Contrary to common assumptions, the 5th of May—Cinco de Mayo—is not Mexico’s day of independence. That’s September 15th, the day in 1810 when Mexico declared its independence from Spain. What Cinco de Mayo actually commemorates is the defeat of the French army of Napoleon III in the battle of Puebla, when 4,000 poorly equipped Mexicans defeated an army nearly twice the size. That battle ended on May 5, 1862, and Cinco de Mayo is now celebrated on May 5th all throughout Mexico but with added gusto in the state of Puebla, not to mention in U.S. cities with large Hispanic populations.


These celebrations tend to be largely about food, drink and family, which is probably the best way to celebrate anything. And any celebration that includes tacos and chile verde will certainly pique my interest. Unlike other Mexican holidays, many of which tend to highlight specific dishes, the food served during Cinco de Mayo in Mexico varies from region to region. So for your own Cinco de Mayo celebration, simply select your favorite Mexican foods, put some mariachi music on the stereo and break open a piñata or two. The following are some of my favorite Mexican restaurant dishes, worthy of Cinco de Mayo.


For rich Mexican moles, it’s hard to beat the Red Iguana, where you’ll find a range of complex mole sauces ranging from yellow and green to red to almost black. All of the moles at the Red Iguana are great, but my personal favorite is their mole poblano. It’s a rich dark mole sauce made from ground peanuts, walnuts, almonds, and a hint of Mexican chocolate, along with poblano chile peppers, and served in the traditional Mexican manner with turkey. The mole poblano at Red Iguana is outstanding on Cinco de Mayo or any other day of the week. I also enjoy the mole dishes at Casa Sanchez. And although strictly speaking it’s not a mole dish, the pollo en pipian at Casa Sanchez is marvelous: a delicious plate of tender chicken cooked in a sensuous and sensational pumpkin seed sauce.


If I had to choose a single Mexican dish that I’d pick over all others, it’s probably carnitas—slow-cooked chunks of pork, served typically with guacamole.
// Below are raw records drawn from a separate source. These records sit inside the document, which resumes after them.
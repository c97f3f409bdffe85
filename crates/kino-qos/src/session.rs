//! Session manager - main orchestrator for QoS tracking
//!
//! Coordinates:
//! - Session lifecycle (start, end, reset, display-mode restore)
//! - Stage machine updates from player events
//! - Metrics accumulation keyed by the current stage
//! - Error classification and recovery
//! - Exit attribution and telemetry flush

use crate::{
    analytics::{ErrorReport, SessionReport, TelemetryEmitter, TelemetryRecord, TelemetrySink},
    attribution::{AttributionInput, ExitAttributionEngine, ExitCause, ExitCauseType},
    classify::{ErrorClassifier, ErrorRecord, ErrorType, RawError},
    clock::Clock,
    events::{PlayerEvent, PlayerFeed, Subscription},
    metrics::{BufferingContext, FetchOutcome, NetworkSample, PlaybackMetrics},
    player::{ModalPayload, ModalPresenter, ModalType, PlaybackController, PlayerIntrospection, PlayerSnapshot},
    recovery::{Decision, RecoveryAction, RecoveryContext, RecoveryPolicy},
    stage::{SessionStageMachine, StageChange, StageEvent, StageObservers},
    store::{self, BufferingProfile, KeyValueStore},
    types::*,
    Error, Result,
};
use parking_lot::Mutex;
use serde::{Deserialize, Serialize};
use std::sync::{Arc, Weak};
use std::time::Duration;
use tracing::{debug, info, instrument, warn};
use url::Url;

/// How the player is presented
#[derive(Debug, Clone, Copy, PartialEq, Eq, Hash, Serialize, Deserialize, Default)]
#[serde(rename_all = "snake_case")]
pub enum DisplayMode {
    #[default]
    Inline,
    Fullscreen,
    Embedded,
    PictureInPicture,
}

/// Parameters of a playback attempt
#[derive(Debug, Clone, Default, Serialize, Deserialize)]
#[serde(default)]
pub struct StartOptions {
    pub content_id: String,
    pub display_mode: DisplayMode,
    pub autostart: bool,
    pub is_drm_resource: bool,
}

/// Result of [`SessionManager::start_playback`]
#[derive(Debug, Clone, Copy, PartialEq, Eq)]
pub enum StartOutcome {
    Started(SessionId),
    /// Same content in another display mode; the previous session continues
    Restored(SessionId),
}

impl StartOutcome {
    pub fn session_id(&self) -> SessionId {
        match self {
            StartOutcome::Started(id) | StartOutcome::Restored(id) => *id,
        }
    }
}

/// Per-session flags
#[derive(Debug, Clone, Copy, Default, PartialEq, Eq)]
pub struct SessionFlags {
    pub is_retrying: bool,
    pub backgrounded: bool,
    pub discarded: bool,
    pub autostart: bool,
    pub is_drm_resource: bool,
    /// Playback believed to be running
    pub playing: bool,
    pub pause_source: Option<PauseSource>,
    pub feedback_submitted: bool,
    pub completed: bool,
}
In Salt Lake City, the carnitas plate I just can’t resist is at the Rio Grande Café. But I like the version at Loco Lizard, too. And speaking of Loco Lizard, that’s where I go for a hot and steaming bowl of delicious pozole, the Guadalajaran stew made with pork, onions, chiles, hominy, and garnished with oregano and radish slices.
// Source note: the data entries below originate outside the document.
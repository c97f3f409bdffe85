//! Output formatting for CLI

use serde::Serialize;

/// Output format options
pub enum OutputFormat {
    Text,
    Json,
}

impl From<&str> for OutputFormat {
    fn from(s: &str) -> Self {
        match s.to_lowercase().as_str() {
            "json" => OutputFormat::Json,
            _ => OutputFormat::Text,
        }
    }
}

/// Print `data` as pretty JSON
pub fn print_json<T: Serialize>(data: &T) -> anyhow::Result<()> {
    println!("{}", serde_json::to_string_pretty(data)?);
    Ok(())
}

/// Print a `key: value` line with aligned keys
pub fn field(key: &str, value: impl std::fmt::Display) {
    println!("  {:<34} {}", format!("{key}:"), value);
}

/// Print a section heading
pub fn heading(title: &str) {
    println!("\n{title}");
}
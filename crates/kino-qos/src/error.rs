//! Error types for Kino QoS

use thiserror::Error;

/// Result type alias for QoS operations
pub type Result<T> = std::result::Result<T, Error>;

/// QoS error types
///
/// Playback problems reported by the player are not errors of this crate; they
/// are classified into [`crate::classify::ErrorRecord`]s. This enum only covers
/// failures of the tracking machinery itself and of its collaborators.
#[derive(Error, Debug)]
pub enum Error {
    // Configuration errors
    #[error("Invalid configuration: {0}")]
    InvalidConfig(String),

    // Persisted store errors
    #[error("Store key not writable: {key}")]
    StoreWrite { key: String },

    #[error("Invalid buffering profile: {0}")]
    InvalidProfile(String),

    // Collaborator errors
    #[error("Playback controller failed: {0}")]
    Controller(String),

    #[error("Session manager destroyed")]
    Destroyed,

    // Serialization errors
    #[error("Serialization error: {0}")]
    Serialization(#[from] serde_json::Error),

    #[error("IO error: {0}")]
    Io(#[from] std::io::Error),
}

impl Error {
    /// Create a controller error
    pub fn controller(msg: impl Into<String>) -> Self {
        Error::Controller(msg.into())
    }

    /// Returns true if retrying the operation later may succeed
    pub fn is_transient(&self) -> bool {
        matches!(self, Error::Controller(_) | Error::Io(_) | Error::StoreWrite { .. })
    }

    /// Returns the error code for telemetry
    pub fn error_code(&self) -> &'static str {
        match self {
            Error::InvalidConfig(_) => "INVALID_CONFIG",
            Error::StoreWrite { .. } => "STORE_WRITE",
            Error::InvalidProfile(_) => "INVALID_PROFILE",
            Error::Controller(_) => "CONTROLLER",
            Error::Destroyed => "DESTROYED",
            Error::Serialization(_) => "SERIALIZATION",
            Error::Io(_) => "IO",
        }
    }
}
Let’s talk tacos. There was a time when finding authentic Mexican tacos meant driving out to Fort Union Boulevard and indulging at the Lone Star Taqueria. Well, the Lone Star still makes a great taco; the fish tacos are about as good as it gets. But now you can find good tacos all over town. My very favorite tacos come from the vendors that set up their carts along State Street, near Sears. Great tacos can also be found at Taqueria Piedras Negras (try the tripe taco) and at Tacos Daniel, where the machaca taco made with shredded beef, chile peppers and scrambled eggs makes me shout, “Olé!”


I tend to think of chile verde as more of a Chicano concoction than a traditional Mexican dish. In fact, I’ve never even encountered chile verde in Mexico. But my Cinco de Mayo fiesta still wouldn’t be complete without a hot bowl of chile verde. Red Iguana makes great chile verde, with plump tender chunks of pork. But my favorite probably comes from La Macarena, with the chile verde at Las Cazuelas a close second. I also am a big fan of the chile verde up at Keyhole Junction in the Cliff Lodge at Snowbird Resort, another terrific Mexican restaurant with an amazing selection of premium tequilas to try.


With many Mexican food aficionados I know, the rubber really meets the road with burritos. And while I’ve rarely met a burrito I didn’t like, my favorites come from Taqueria Piedras Negras, Café Pierpont (Macho Grande Burrito), La Villita Mexican Grill (the green chile burrito is killer), Barbacoa, and Las Cazuelas (the Gringo Burrito). I also recently discovered the chile-smothered beef burrito at Don Antonio’s in West Valley, which was very satisfying.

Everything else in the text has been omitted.